Мартин проявил недюжинную выдержку, чтобы скрыть, как сильно угроза патрона потрясла его.
– Я постараюсь.
– Ваши старания – все, что мне требуется. Ну а теперь возвращайтесь к дочери. – Министр поднялся, чтобы проводить Мартина до двери. – А как поживает юная Маргарет?
– Хорошо, – осторожно ответил Мартин. Он изучающе посмотрел на Уолсингема, пытаясь почувствовать, нет ли какой-нибудь скрытой угрозы в этом вопросе.
– Вот уже шесть лет прошло с тех пор, как я потерял свою самую младшую дочь, мою маленькую Мэри, – обычно холодный взгляд сэра Фрэнсиса потеплел. – Она теперь с Богом.

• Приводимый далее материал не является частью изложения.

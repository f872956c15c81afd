//! The bridge driver: one task that owns the transport.
//!
//! Only the driver touches [`MessageTransport::recv`] — every inbound
//! message is routed here, either to the correlation registry (responses)
//! or to the event router (unsolicited events). Outbound traffic funnels
//! through one ordered queue, which is what makes fire-and-forget signals
//! safe: a read-stop posted after a read-start can never overtake it.

use std::sync::Arc;
use std::sync::atomic::Ordering;

use skein_wire::{Message, Method};
use tokio::sync::mpsc::UnboundedReceiver;
use tracing::{trace, warn};

use crate::Shared;
use crate::errors::{BridgeError, DriverError};
use crate::transport::MessageTransport;

/// Outbound traffic from handles to the driver.
pub(crate) enum DriverMessage {
    /// A correlated request; the waiter is already registered.
    Request { request_id: u64, method: Method },
    /// A send-only signal; no response is awaited, any response the native
    /// side produces for it is dropped on arrival.
    Signal { method: Method },
    /// Tear the bridge down: fail all pending waiters and stop.
    Shutdown,
}

/// The connection driver — must be spawned (or awaited) to make progress.
pub struct Driver<T> {
    io: T,
    shared: Arc<Shared>,
    driver_rx: UnboundedReceiver<DriverMessage>,
}

impl<T> Driver<T>
where
    T: MessageTransport,
{
    pub(crate) fn new(io: T, shared: Arc<Shared>, driver_rx: UnboundedReceiver<DriverMessage>) -> Self {
        Self {
            io,
            shared,
            driver_rx,
        }
    }

    /// Run until the transport closes or the bridge is shut down.
    ///
    /// On any exit path — clean close, transport error, explicit shutdown —
    /// every pending waiter is settled with a terminal error and every
    /// event route is torn down. Nothing is left awaiting a response that
    /// can no longer arrive.
    pub async fn run(mut self) -> Result<(), DriverError> {
        let result = self.drive().await;
        self.shared.closed.store(true, Ordering::SeqCst);
        self.shared.fail_all_pending(BridgeError::Closed);
        self.shared.drop_all_routes();
        result
    }

    async fn drive(&mut self) -> Result<(), DriverError> {
        loop {
            tokio::select! {
                cmd = self.driver_rx.recv() => {
                    match cmd {
                        Some(DriverMessage::Request { request_id, method }) => {
                            let msg = Message::Request { request_id, method };
                            self.io.send(&msg).await?;
                        }
                        Some(DriverMessage::Signal { method }) => {
                            let request_id = self.shared.request_ids.next();
                            trace!(method = method.name(), request_id, "send-only signal");
                            let msg = Message::Request { request_id, method };
                            self.io.send(&msg).await?;
                        }
                        Some(DriverMessage::Shutdown) | None => return Ok(()),
                    }
                }
                inbound = self.io.recv() => {
                    match inbound? {
                        Some(msg) => self.route(msg),
                        // Peer closed the channel cleanly.
                        None => return Ok(()),
                    }
                }
            }
        }
    }

    fn route(&self, msg: Message) {
        match msg {
            Message::Response {
                request_id,
                fault,
                reply,
            } => {
                let waiter = self.shared.pending.lock().remove(&request_id);
                match waiter {
                    Some(pending) => {
                        let outcome = match fault {
                            Some(f) => Err(BridgeError::Fault(f)),
                            None => Ok(reply.unwrap_or(skein_wire::Reply::Done)),
                        };
                        // Receiver may be gone if the caller stopped
                        // waiting; that is not an error.
                        let _ = pending.tx.send(outcome);
                    }
                    None => {
                        trace!(request_id, "response without a waiter, dropped");
                    }
                }
            }
            Message::Event { source, event } => {
                let sink = self.shared.routes.lock().get(&source).cloned();
                match sink {
                    Some(tx) => {
                        if tx.send(event).is_err() {
                            // Handle's pump went away between lookup and
                            // send; unregister the stale route.
                            self.shared.routes.lock().remove(&source);
                        }
                    }
                    None => {
                        // Expected under close/event races.
                        trace!(source, "event for unknown handle, dropped");
                    }
                }
            }
            Message::Request { request_id, .. } => {
                warn!(request_id, "native side sent a request; dropped");
            }
        }
    }
}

Дорожите днями, проведенными с вашей дочерью, мистер Вулф. Так уж часто получается, что только слишком короткое время наши дети бывают с нами. А ведь в итоге важны вовсе не королевства или власть. Только Бог и семья имеют значение.
Министр говорил просто, без всякого набожного ханжества, его слова шли прямо от сердца. И на мгновение показалось, будто два обычных человека говорят между собой, и один отец обращается к другому.
– Вы планируете в ближайшем времени навестить лорда Оксбриджа и его сестру? – Маска Уолсингема снова вернулась на свое место.